- Sire: Fair Trial
- Grandsire: Fairway
- Dam: Art Paper
- Damsire: Artit's Proof
- Sex: Stallion
- Foaled: 1944
- Died: 1964 (aged 19–20)
- Country: United Kingdom
- Colour: Bay
- Owner: Sir Alfred Butt
- Trainer: Frank Butters
- Record: 12: 7-2-2

Major wins
- New Stakes (1946) Richmond Stakes (1946) Gimcrack Stakes (1946) Champagne Stakes (1946) Victoria Cup (1948) Eclipse Stakes (1948)

= Petition (horse) =

British-bred Thoroughbred racehorse

Petition (1944-1964) was a British Thoroughbred racehorse and sire. He was officially rated the second-best two-year-old in Britain in 1946 when he won the New Stakes, Richmond Stakes, Gimcrack Stakes and Champagne Stakes. He won on his debut in 1947 but sustained an injury when finishing unplaced in the 2000 Guineas and failed to win in two subsequent races that year. In 1948 he returned to his best form to beat a strong field in the Eclipse Stakes. He was retired to stud where he became a successful and influential breeding stallion.

==Background==
Petition was a brown horse bred by his owner, Sir Alfred Butt. He was sired by Fair Trial, whose other offspring included Palestine, Festoon and Court Martial. Petition's dam Art Paper, won two races and had produced the Dewhurst Stakes winner Paper Weight.

The colt was sent into training with Frank Butters at his Fitzroy stable in Newmarket, Suffolk.

==Racing career==
===1946: two-year-old season===
As a two-year-old, Petition was ridden in most of his races by Harry Wragg. He made his racecourse debut at York Racecourse in May finishing third in the Eglington Stakes. In the following month, he was sent to Royal Ascot for the New Stakes (the race now known as the Norfolk Stakes) over five furlongs. He started at odds of 7/4 and won from Goldsborough with the future Prix de l'Arc de Triomphe Migoli in third. The opposition to Petition in the Richmond Stakes at Goodwood Racecourse was not strong and he won easily at odds of 1/5. In August he started 13/8 favourite for the Gimcrack takes over six furlongs at York and won from Sayajirao a colt who went on to win the Irish Derby and the St Leger Stakes in the following year. Petition ended his season in the Champagne Stakes at Doncaster Racecourse in September. Edgar Britt, an Australian jockey, took over from Wragg on Petition, and the colt won his fourth consecutive race at odds of 21/20.

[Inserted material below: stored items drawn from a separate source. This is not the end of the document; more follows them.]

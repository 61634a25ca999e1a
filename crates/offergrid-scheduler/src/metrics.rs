//! Scheduler metrics.
//!
//! Components report through the [`Metrics`] trait held by the scheduler
//! context. [`InMemoryMetrics`] keeps everything in process and renders it
//! in the Prometheus text exposition format.

use std::collections::BTreeMap;
use std::fmt::Write as _;
use std::sync::{Mutex, PoisonError};

pub const OFFERS_RECEIVED: &str = "offergrid_offers_received";
pub const OFFERS_DECLINED: &str = "offergrid_offers_declined";
pub const TASKS_LAUNCHED: &str = "offergrid_tasks_launched";
pub const LAUNCHES_PER_OFFER_CYCLE: &str = "offergrid_launches_per_offer_cycle";
pub const DEPLOY_ATTEMPTS: &str = "offergrid_deploy_attempts";
pub const TASKS_KILLED: &str = "offergrid_tasks_killed";
pub const TASKS_FINISHED: &str = "offergrid_tasks_finished";
pub const OFFER_ROUND_SECONDS: &str = "offergrid_offer_round_seconds";
pub const CLUSTER_FAILURES: &str = "offergrid_cluster_failures";

pub trait Metrics: Send + Sync {
    /// Add `value` to the counter `name`.
    fn counter(&self, name: &str, value: u64);

    /// Record one observation of `name`.
    fn histogram(&self, name: &str, value: f64);
}

/// Discards everything.
#[derive(Debug, Default, Clone, Copy)]
pub struct NoopMetrics;

impl Metrics for NoopMetrics {
    fn counter(&self, _name: &str, _value: u64) {}

    fn histogram(&self, _name: &str, _value: f64) {}
}

/// Point-in-time copy of an [`InMemoryMetrics`].
#[derive(Debug, Clone, Default, PartialEq)]
pub struct MetricsSnapshot {
    pub counters: BTreeMap<String, u64>,
    pub histograms: BTreeMap<String, Vec<f64>>,
}

impl MetricsSnapshot {
    pub fn counter(&self, name: &str) -> u64 {
        self.counters.get(name).copied().unwrap_or(0)
    }

    pub fn samples(&self, name: &str) -> &[f64] {
        self.histograms.get(name).map(Vec::as_slice).unwrap_or(&[])
    }
}

#[derive(Debug, Default)]
pub struct InMemoryMetrics {
    inner: Mutex<MetricsSnapshot>,
}

impl InMemoryMetrics {
    pub fn new() -> Self {
        Self::default()
    }

    pub fn snapshot(&self) -> MetricsSnapshot {
        self.inner
            .lock()
            .unwrap_or_else(PoisonError::into_inner)
            .clone()
    }

    /// Counters as Prometheus counters, histograms as summaries with
    /// count, sum and the 0.5/0.99 quantiles.
    pub fn render(&self) -> String {
        let snap = self.snapshot();
        let mut out = String::new();

        for (name, value) in &snap.counters {
            let _ = writeln!(out, "# TYPE {name} counter");
            let _ = writeln!(out, "{name} {value}");
        }

        for (name, samples) in &snap.histograms {
            let mut sorted = samples.clone();
            sorted.sort_by(f64::total_cmp);
            let sum: f64 = sorted.iter().sum();
            let _ = writeln!(out, "# TYPE {name} summary");
            for q in [0.5, 0.99] {
                let _ = writeln!(out, "{name}{{quantile=\"{q}\"}} {}", quantile(&sorted, q));
            }
            let _ = writeln!(out, "{name}_sum {sum}");
            let _ = writeln!(out, "{name}_count {}", sorted.len());
        }
        out
    }
}

impl Metrics for InMemoryMetrics {
    fn counter(&self, name: &str, value: u64) {
        let mut inner = self.inner.lock().unwrap_or_else(PoisonError::into_inner);
        *inner.counters.entry(name.to_string()).or_default() += value;
    }

    fn histogram(&self, name: &str, value: f64) {
        let mut inner = self.inner.lock().unwrap_or_else(PoisonError::into_inner);
        inner
            .histograms
            .entry(name.to_string())
            .or_default()
            .push(value);
    }
}

fn quantile(sorted: &[f64], q: f64) -> f64 {
    if sorted.is_empty() {
        return 0.0;
    }
    let idx = ((sorted.len() as f64 - 1.0) * q).round() as usize;
    sorted[idx.min(sorted.len() - 1)]
}

#[cfg(test)]
mod tests {
    use super::*;

    #[test]
    fn counters_accumulate() {
        let m = InMemoryMetrics::new();
        m.counter(OFFERS_RECEIVED, 3);
        m.counter(OFFERS_RECEIVED, 2);
        m.counter(TASKS_KILLED, 1);
        let snap = m.snapshot();
        assert_eq!(snap.counter(OFFERS_RECEIVED), 5);
        assert_eq!(snap.counter(TASKS_KILLED), 1);
        assert_eq!(snap.counter(TASKS_FINISHED), 0);
    }

    #[test]
    fn render_prometheus_text() {
        let m = InMemoryMetrics::new();
        m.counter(TASKS_LAUNCHED, 4);
        for v in [0.1, 0.2, 0.3] {
            m.histogram(OFFER_ROUND_SECONDS, v);
        }
        let text = m.render();
        assert!(text.contains("# TYPE offergrid_tasks_launched counter\n"));
        assert!(text.contains("offergrid_tasks_launched 4\n"));
        assert!(text.contains("# TYPE offergrid_offer_round_seconds summary\n"));
        assert!(text.contains("offergrid_offer_round_seconds{quantile=\"0.5\"} 0.2\n"));
        assert!(text.contains("offergrid_offer_round_seconds_count 3\n"));
    }

    #[test]
    fn noop_accepts_anything() {
        let m: &dyn Metrics = &NoopMetrics;
        m.counter(DEPLOY_ATTEMPTS, 1);
        m.histogram(OFFER_ROUND_SECONDS, 1.0);
    }
}
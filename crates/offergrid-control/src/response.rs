//! Replies to control commands.

use std::collections::BTreeMap;

use offergrid_core::State;
use serde::{Deserialize, Serialize};

use crate::command::CommandTarget;
use crate::error::{ControlError, ControlResult};

/// A reply from one task.
#[derive(Debug, Clone, PartialEq, Serialize, Deserialize)]
#[serde(rename_all = "camelCase")]
pub struct CommandResponse {
    #[serde(rename = "_messageType", default = "response_message_type")]
    pub message_type: String,
    pub name: String,
    #[serde(rename = "id")]
    pub command_id: String,
    pub task_id: String,
    /// Empty on success.
    #[serde(default)]
    pub error: String,
    /// State the task reports after handling the command, if any.
    #[serde(default, skip_serializing_if = "Option::is_none")]
    pub state: Option<State>,
}

fn response_message_type() -> String {
    "MesosCommandResponse".to_string()
}

impl CommandResponse {
    pub fn ok(name: impl Into<String>, command_id: impl Into<String>, task_id: impl Into<String>) -> Self {
        Self {
            message_type: response_message_type(),
            name: name.into(),
            command_id: command_id.into(),
            task_id: task_id.into(),
            error: String::new(),
            state: None,
        }
    }

    pub fn failed(
        name: impl Into<String>,
        command_id: impl Into<String>,
        task_id: impl Into<String>,
        error: impl Into<String>,
    ) -> Self {
        let mut resp = Self::ok(name, command_id, task_id);
        resp.error = error.into();
        resp
    }

    pub fn with_state(mut self, state: State) -> Self {
        self.state = Some(state);
        self
    }

    pub fn is_ok(&self) -> bool {
        self.error.trim().is_empty()
    }

    pub fn err(&self) -> Option<&str> {
        (!self.is_ok()).then_some(self.error.as_str())
    }

    pub fn encode(&self) -> ControlResult<Vec<u8>> {
        Ok(serde_json::to_vec(self)?)
    }

    pub fn decode(bytes: &[u8]) -> ControlResult<Self> {
        let resp: CommandResponse = serde_json::from_slice(bytes)?;
        if resp.message_type != "MesosCommandResponse" {
            return Err(ControlError::Decode(format!(
                "unexpected message type {}",
                resp.message_type
            )));
        }
        Ok(resp)
    }
}

/// Replies of a fanned-out command, one per target.
#[derive(Debug, Clone, PartialEq)]
pub struct MultiResponse {
    pub name: String,
    pub command_id: String,
    pub responses: BTreeMap<CommandTarget, CommandResponse>,
}

impl MultiResponse {
    /// Failed targets with their individual errors.
    pub fn errors(&self) -> BTreeMap<CommandTarget, String> {
        self.responses
            .iter()
            .filter_map(|(t, r)| r.err().map(|e| (t.clone(), e.to_string())))
            .collect()
    }

    /// All failures joined as `[task id] error`, or `None` when every target
    /// succeeded.
    pub fn err(&self) -> Option<String> {
        let errors = self.errors();
        if errors.is_empty() {
            return None;
        }
        Some(
            errors
                .iter()
                .map(|(t, e)| format!("[{}] {}", t.task_id, e))
                .collect::<Vec<_>>()
                .join("\n"),
        )
    }
}

/// The single aggregated result of a committed command.
#[derive(Debug, Clone, PartialEq)]
pub enum Response {
    Single(CommandTarget, CommandResponse),
    Multi(MultiResponse),
}

impl Response {
    pub fn command_id(&self) -> &str {
        match self {
            Response::Single(_, r) => &r.command_id,
            Response::Multi(m) => &m.command_id,
        }
    }

    pub fn errors(&self) -> BTreeMap<CommandTarget, String> {
        match self {
            Response::Single(t, r) => r
                .err()
                .map(|e| BTreeMap::from([(t.clone(), e.to_string())]))
                .unwrap_or_default(),
            Response::Multi(m) => m.errors(),
        }
    }

    pub fn err(&self) -> Option<String> {
        match self {
            Response::Single(_, r) => r.err().map(str::to_string),
            Response::Multi(m) => m.err(),
        }
    }

    pub fn is_ok(&self) -> bool {
        self.err().is_none()
    }

    /// Per-target replies, regardless of shape.
    pub fn responses(&self) -> Vec<(&CommandTarget, &CommandResponse)> {
        match self {
            Response::Single(t, r) => vec![(t, r)],
            Response::Multi(m) => m.responses.iter().collect(),
        }
    }
}
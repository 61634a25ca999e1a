//! offergrid-control — request/response calls over one-way messaging.
//!
//! Deployed tasks are controlled with fire-and-forget messages relayed by
//! the cluster manager. This crate turns those into awaitable calls:
//!
//! - [`Servent`] correlates each outgoing call with its reply by
//!   `(command id, target)` and bounds the wait with a timeout
//! - [`CommandQueue`] is a bounded queue drained by exactly one worker,
//!   which fans multi-target commands out and joins the replies
//!
//! # Architecture
//!
//! ```text
//! caller ──enqueue──▶ CommandQueue (bounded, try_send)
//!                        └── worker (one command at a time)
//!                              ├── Servent::run_command(target 1) ──▶ Transport
//!                              ├── Servent::run_command(target 2) ──▶ Transport
//!                              └── join ──▶ Response (single or multi)
//! cluster ──reply──▶ Servent::process_response ──▶ waiting call
//! ```

pub mod command;
pub mod error;
pub mod queue;
pub mod response;
pub mod servent;

pub use command::{CallId, Command, CommandKind, CommandTarget};
pub use error::{ControlError, ControlResult};
pub use queue::{CommandQueue, CommandQueueWorker};
pub use response::{CommandResponse, MultiResponse, Response};
pub use servent::{Servent, Transport};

===1947: three-year-old season===
Petition began his second season in the Henry VIII Stakes at Hurst Park Racecourse, a trial race for the 2000 Guineas, and won by ten lengths from Sayajirao. Following this race he was considered the only horse likely to challenge the undefeated Tudor Minstrel in the Guineas, but his chance was lost just before the start when he reared up and fell backwards. He ran in the race but made no impression and finished unplaced, returning with a back injury which kept him off the racecourse for three months.

Petition reappeared at Goodwood for the one-mile Sussex Stakes, which was then a race restricted to three-year-olds. He finished second, beaten by Tudor Minstrel's unbeaten stable companion Combat. On his only other race of the season he was again matched against Tudor Minstrel in the Knight's Royal Stakes at Ascot in September. On this occasion he finished third behind Tudor Minstrel and the French-trained seven-year-old Vagabond.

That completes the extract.